Google’s incredible market share puts it in a strange position of responsibility, as the world was reminded earlier this month when Google.ps changed “Palestinian Territories” to “Palestine”.
Nowhere can this impact on geopolitics be seen better than in Google Maps, a major product into which Mountain View keeps pumping money. While Google does its best to avoid controversy, for example showing multiple territorial claims in the Golan Heights, sometimes they screw up. Other times there is simply no good answer.
In light of reports of an upcoming redesign, we thought it was time to take a look at the most controversial places in Google Maps.
When you searched for Google Maps in 2008, you just found a big white space.
There were accusations that Google may have removed the information in a bid to remain 'neutral' during the Georgia-Russia crisis -- some noted that Google's Russian-born co-founder Sergey Brin might even have something to do it.
Google responded by saying that they never had any map data for Georgia. At some point in the intervening years, the gap has been filled in.
Source: Foreign Policy
Google previously refered to the controversial body of water bordering Iran and the Arab Gulf States as the 'Persian Gulf (Arabian Gulf).' Iranians launched a petition in 2008 to drop the term 'Arabian Gulf' entirely.
Last year Google removed any name from the body of water, but many Iranians were still angry.

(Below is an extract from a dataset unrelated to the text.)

//! Burning cell: burns out in exactly one step.

use crate::cell::CellState;

pub fn update_burning() -> CellState {
    CellState::Empty
}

At the time of writing, the map is once again labelled 'Persian Gulf (Arabian Gulf)' when accessed from the U.S.
Source: Petition Online
China and India have a number of different border disputes. In 2009, Google Maps fell into the centre of this after Indian bloggers noticed that the place names in the disputed area of Arunachal Pradesh had appeared in Chinese characters.

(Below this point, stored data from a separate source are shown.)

use serde::{Deserialize, Serialize};
use utoipa::ToSchema;
use uuid::Uuid;
use validator::Validate;

use crate::models::{Address, Branch, BranchPhoneNumber, BranchSummary, Company, CompanySummary};
use crate::validation::{validate_blank_or_email, validate_blank_or_url, validate_optional_phone, validate_phone};

#[derive(Debug, Deserialize, ToSchema, Validate)]
pub struct CreateCompanyRequest {
    #[validate(length(min = 1, max = 100, message = "name must be 1-100 characters"))]
    pub name: String,
    #[validate(custom(function = "validate_optional_phone"))]
    pub phone: Option<String>,
    #[validate(length(min = 1, max = 200, message = "whatsapp must be 1-200 characters"))]
    pub whatsapp: String,
    #[validate(email(message = "must be a valid email"))]
    pub mail_address: String,
    #[validate(length(min = 1, message = "logo path is required"))]
    pub logo: String,
}

#[derive(Debug, Deserialize, ToSchema, Validate)]
pub struct UpdateCompanyRequest {
    #[validate(length(min = 1, max = 100, message = "name must be 1-100 characters"))]
    pub name: Option<String>,
    #[validate(custom(function = "validate_optional_phone"))]
    pub phone: Option<String>,
    #[validate(length(min = 1, max = 200, message = "whatsapp must be 1-200 characters"))]
    pub whatsapp: Option<String>,
    #[validate(email(message = "must be a valid email"))]
    pub mail_address: Option<String>,
    #[validate(length(min = 1, message = "logo path is required"))]
    pub logo: Option<String>,
}

#[derive(Debug, Serialize, ToSchema)]
pub struct CompanyList {
    pub items: Vec<CompanySummary>,
}

/// Company with its branches inline.
#[derive(Debug, Serialize, ToSchema)]
pub struct CompanyDetail {
    pub company: Company,
    pub branches: Vec<BranchSummary>,
}

#[derive(Debug, Deserialize, ToSchema, Validate)]
pub struct CreateBranchRequest {
    #[validate(length(min = 1, max = 100, message = "name must be 1-100 characters"))]
    pub name: String,
    #[validate(custom(function = "validate_blank_or_email"))]
    pub email: Option<String>,
    pub address: Option<String>,
    pub photo: Option<String>,
    #[validate(custom(function = "validate_blank_or_url"))]
    pub instagram_url: Option<String>,
    #[validate(custom(function = "validate_blank_or_url"))]
    pub facebook_url: Option<String>,
    #[validate(custom(function = "validate_blank_or_url"))]
    pub twitter_url: Option<String>,
    #[validate(custom(function = "validate_blank_or_url"))]
    pub google_business_url: Option<String>,
    #[validate(custom(function = "validate_blank_or_url"))]
    pub youtube_url: Option<String>,
    #[serde(default)]
    pub is_main: bool,
}

#[derive(Debug, Deserialize, ToSchema, Validate)]
pub struct UpdateBranchRequest {
    /// Moves the branch to another company.
    pub company_id: Option<Uuid>,
    #[validate(length(min = 1, max = 100, message = "name must be 1-100 characters"))]
    pub name: Option<String>,
    /// An empty string clears the email.
    #[validate(custom(function = "validate_blank_or_email"))]
    pub email: Option<String>,
    pub address: Option<String>,
    pub photo: Option<String>,
    #[validate(custom(function = "validate_blank_or_url"))]
    pub instagram_url: Option<String>,
    #[validate(custom(function = "validate_blank_or_url"))]
    pub facebook_url: Option<String>,
    #[validate(custom(function = "validate_blank_or_url"))]
    pub twitter_url: Option<String>,
    #[validate(custom(function = "validate_blank_or_url"))]
    pub google_business_url: Option<String>,
    #[validate(custom(function = "validate_blank_or_url"))]
    pub youtube_url: Option<String>,
    pub is_main: Option<bool>,
}

#[derive(Debug, Serialize, ToSchema)]
pub struct BranchList {
    pub items: Vec<BranchSummary>,
}

/// Branch with its phone numbers inline.
#[derive(Debug, Serialize, ToSchema)]
pub struct BranchDetail {
    pub branch: Branch,
    pub display_name: String,
    pub phones: Vec<BranchPhoneNumber>,
}

#[derive(Debug, Deserialize, ToSchema, Validate)]
pub struct CreateBranchPhoneRequest {
    #[validate(length(min = 1, max = 100, message = "name must be 1-100 characters"))]
    pub name: String,
    #[validate(custom(function = "validate_phone"))]
    pub phone_number: String,
}

#[derive(Debug, Deserialize, ToSchema, Validate)]
pub struct UpdateBranchPhoneRequest {
    #[validate(length(min = 1, max = 100, message = "name must be 1-100 characters"))]
    pub name: Option<String>,
    #[validate(custom(function = "validate_phone"))]
    pub phone_number: Option<String>,
}

#[derive(Debug, Serialize, ToSchema)]
pub struct BranchPhoneList {
    pub items: Vec<BranchPhoneNumber>,
}

#[derive(Debug, Deserialize, ToSchema, Validate)]
pub struct CreateAddressRequest {
    #[validate(length(min = 1, message = "address is required"))]
    pub address: String,
    #[validate(length(min = 1, max = 100, message = "province must be 1-100 characters"))]
    pub province: String,
    #[validate(length(min = 1, max = 100, message = "district must be 1-100 characters"))]
    pub district: String,
}

#[derive(Debug, Deserialize, ToSchema, Validate)]
pub struct UpdateAddressRequest {
    #[validate(length(min = 1, message = "address is required"))]
    pub address: Option<String>,
    #[validate(length(min = 1, max = 100, message = "province must be 1-100 characters"))]
    pub province: Option<String>,
    #[validate(length(min = 1, max = 100, message = "district must be 1-100 characters"))]
    pub district: Option<String>,
}

#[derive(Debug, Serialize, ToSchema)]
pub struct AddressList {
    pub items: Vec<Address>,
}

#[cfg(test)]
mod tests {
    use super::*;

    fn company() -> CreateCompanyRequest {
        CreateCompanyRequest {
            name: "Acme Mobilya".into(),
            phone: Some("05551234567".into()),
            whatsapp: "05551234567".into(),
            mail_address: "info@acme.example".into(),
            logo: "logos/acme.png".into(),
        }
    }

    #[test]
    fn valid_company_passes() {
        assert!(company().validate().is_ok());
    }

    #[test]
    fn company_phone_and_email_are_checked() {
        let mut req = company();
        req.phone = Some("5551234567".into());
        req.mail_address = "not-an-email".into();
        let errors = req.validate().unwrap_err();
        let fields = errors.field_errors();
        assert!(fields.contains_key("phone"));
        assert!(fields.contains_key("mail_address"));
    }

    #[test]
    fn blank_company_phone_is_allowed() {
        let mut req = company();
        req.phone = Some(String::new());
        assert!(req.validate().is_ok());
    }

    #[test]
    fn branch_social_urls_may_be_blank() {
        let req = CreateBranchRequest {
            name: "Merkez".into(),
            email: None,
            address: None,
            photo: None,
            instagram_url: Some(String::new()),
            facebook_url: Some("https://facebook.com/acme".into()),
            twitter_url: Some("nope".into()),
            google_business_url: None,
            youtube_url: None,
            is_main: true,
        };
        let errors = req.validate().unwrap_err();
        let fields = errors.field_errors();
        assert!(fields.contains_key("twitter_url"));
        assert!(!fields.contains_key("instagram_url"));
        assert!(!fields.contains_key("facebook_url"));
    }

    #[test]
    fn branch_phone_must_match_pattern() {
        let req = CreateBranchPhoneRequest {
            name: "Ahmet".into(),
            phone_number: "02121234567".into(),
        };
        assert!(req.validate().is_err());
    }
}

Google now tries to keep out of these disputes by offering different maps for different regions. Check out the location of Arunachal Pradesh on Google.In to the left above, and then where it appears to on Google.cn to the right.
Source: Ogle Earth
A Nicaraguan commander told a newspaper that he had conducted a raid into Costa Rican territory after he looked at the (disputed) border on Google Maps.

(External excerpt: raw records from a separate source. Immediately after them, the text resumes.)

pub async fn update_about(
    state: &AppState,
    user: &AuthUser,
    id: Uuid,
    payload: AboutSectionRequest,
) -> AppResult<ApiResponse<AboutSection>> {
    ensure_admin(user)?;
    payload.validate()?;

    let existing = AboutSections::find_by_id(id)
        .one(&state.orm)
        .await?
        .ok_or(AppError::NotFound)?;

    let mut active: AboutActive = existing.into();
    active.header = Set(payload.header);
    active.sub_header = Set(payload.sub_header);
    active.home_description = Set(payload.home_description);
    active.detail_description = Set(payload.detail_description);
    active.image = Set(payload.image);
    let about = active.update(&state.orm).await?;

    audit_write(
        &state.pool,
        user,
        "about_section_update",
        "about_sections",
        serde_json::json!({ "about_section_id": about.id }),
    )
    .await;

    Ok(ApiResponse::success(
        "Updated",
        about_from_entity(about),
        Some(Meta::empty()),
    ))
}

pub async fn delete_about(
    state: &AppState,
    user: &AuthUser,
    id: Uuid,
) -> AppResult<ApiResponse<serde_json::Value>> {
    delete_row::<AboutSections>(state, user, id, "about_section_delete", "about_sections").await
}

// ---- statistics ----

pub async fn list_statistics(state: &AppState) -> AppResult<ApiResponse<StatisticList>> {
    let items = Statistics::find()
        .order_by_asc(StatisticCol::Title)
        .all(&state.orm)
        .await?
        .into_iter()
        .map(statistic_from_entity)
        .collect();
    Ok(ApiResponse::success("Statistics", StatisticList { items }, None))
}

pub async fn create_statistic(
    state: &AppState,
    user: &AuthUser,
    payload: StatisticRequest,
) -> AppResult<ApiResponse<Statistic>> {
    ensure_admin(user)?;
    payload.validate()?;

    let statistic = StatisticActive {
        id: Set(Uuid::new_v4()),
        title: Set(payload.title),
        value: Set(payload.value),
        icon: Set(payload.icon),
    }
    .insert(&state.orm)
    .await?;

    audit_write(
        &state.pool,
        user,
        "statistic_create",
        "statistics",
        serde_json::json!({ "statistic_id": statistic.id }),
    )
    .await;

    Ok(ApiResponse::success(
        "Statistic created",
        statistic_from_entity(statistic),
        Some(Meta::empty()),
    ))
}

pub async fn update_statistic(
    state: &AppState,
    user: &AuthUser,
    id: Uuid,
    payload: StatisticRequest,
) -> AppResult<ApiResponse<Statistic>> {
    ensure_admin(user)?;
    payload.validate()?;

    let existing = Statistics::find_by_id(id)
        .one(&state.orm)
        .await?
        .ok_or(AppError::NotFound)?;

    let mut active: StatisticActive = existing.into();
    active.title = Set(payload.title);
    active.value = Set(payload.value);
    active.icon = Set(payload.icon);
    let statistic = active.update(&state.orm).await?;

    audit_write(
        &state.pool,
        user,
        "statistic_update",
        "statistics",
        serde_json::json!({ "statistic_id": statistic.id }),
    )
    .await;

    Ok(ApiResponse::success(
        "Updated",
        statistic_from_entity(statistic),
        Some(Meta::empty()),
    ))
}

Google's border was apparently off by 2.7 kilometers (1.7 miles). After complaints from the Costa Rican government, Google updated their map.
'(The map) is devoid of truth and reality, and professionally irresponsible, if not pretentious,' Svay Sitha, secretary of state of the Cambodia's Council of Ministers, wrote in a letter to Google.
The problem related to the sovereignty of an 11th century Preah Vihear temple which is a cause for nationalists in both Cambodia and Thailand.
Google has since updated the border.
The tiny, uninhabited islands, known as Perejil in Spain and Leila in Morocco, almost caused a war between the nations in 2002, but under a U.S.-baked deal their status was officially left 'under review'.
Then, in 2010, Google stepped in. The islands currently do not list a country.
Source: Associated Press
Officials in the German down of Emden were forced to complain after Google gave their harbor to Holland in 2011.
Google's map showed the border -- which technically goes down the centre of an estuary between Germany and the Netherlands -- hugging the coast of Germany and even going right into the harbor of the German town of Emden.
This meant any boats in the harbor there were technically in Dutch waters, according to Google.
A Google spokesperson blamed the problem on a long-running border dispute between Germany and the Netherlands. The border has since been updated.
The city apparently wasn't too happy that tourists scoping out maps for the Olympics and the World Cup would see the city's slums before they saw its attractions.
Now even the biggest Favelas (such as Rocinha, which has over 60,000 residents) can only be seen if you zoom further in.